▸ Work request: The answer must consist of each line below that contains the word "expr", copied in full.

(Dataset entries)
--- START ---
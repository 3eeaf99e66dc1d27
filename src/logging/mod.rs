//! Logging and observability
//!
//! Structured logging through `tracing`, with:
//! - Console output (stderr)
//! - Optional JSON file logging with rotation
//!
//! # Example
//!
//! ```no_run
//! use harvest::logging::init_logging;
//! use harvest::config::LoggingConfig;
//!
//! let config = LoggingConfig::default();
//! let _guard = init_logging("info", &config).expect("Failed to initialize logging");
//!
//! tracing::info!("Application started");
//! ```

pub mod structured;

pub use structured::{init_logging, LoggingGuard};

/// Log the start of an export run
///
/// # Example
///
/// ```no_run
/// use harvest::log_export_start;
///
/// log_export_start!(12, 3, "period=2024Q1");
/// ```
#[macro_export]
macro_rules! log_export_start {
    ($elements:expr, $org_units:expr, $period:expr) => {
        tracing::info!(
            data_elements = $elements,
            org_units = $org_units,
            period = %$period,
            "Starting export"
        );
    };
}

/// Log the completion of an export run
///
/// # Example
///
/// ```no_run
/// use harvest::log_export_complete;
/// use std::time::Duration;
///
/// log_export_complete!(42, 7, Duration::from_millis(350));
/// ```
#[macro_export]
macro_rules! log_export_complete {
    ($tuples:expr, $rows:expr, $duration:expr) => {
        tracing::info!(
            tuples = $tuples,
            rows = $rows,
            duration_ms = $duration.as_millis() as u64,
            "Export completed"
        );
    };
}

/// Log an error with context
///
/// # Example
///
/// ```no_run
/// use harvest::log_error_with_context;
/// use harvest::domain::HarvestError;
///
/// let error = HarvestError::Configuration("Invalid config".to_string());
/// log_error_with_context!(&error, "Failed to load configuration");
/// ```
#[macro_export]
macro_rules! log_error_with_context {
    ($error:expr, $context:expr) => {
        tracing::error!(
            error = %$error,
            context = $context,
            "Error occurred"
        );
    };
}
--- END ---
▸ Exercise result:
    ($elements:expr, $org_units:expr, $period:expr) => {
    ($tuples:expr, $rows:expr, $duration:expr) => {
    ($error:expr, $context:expr) => {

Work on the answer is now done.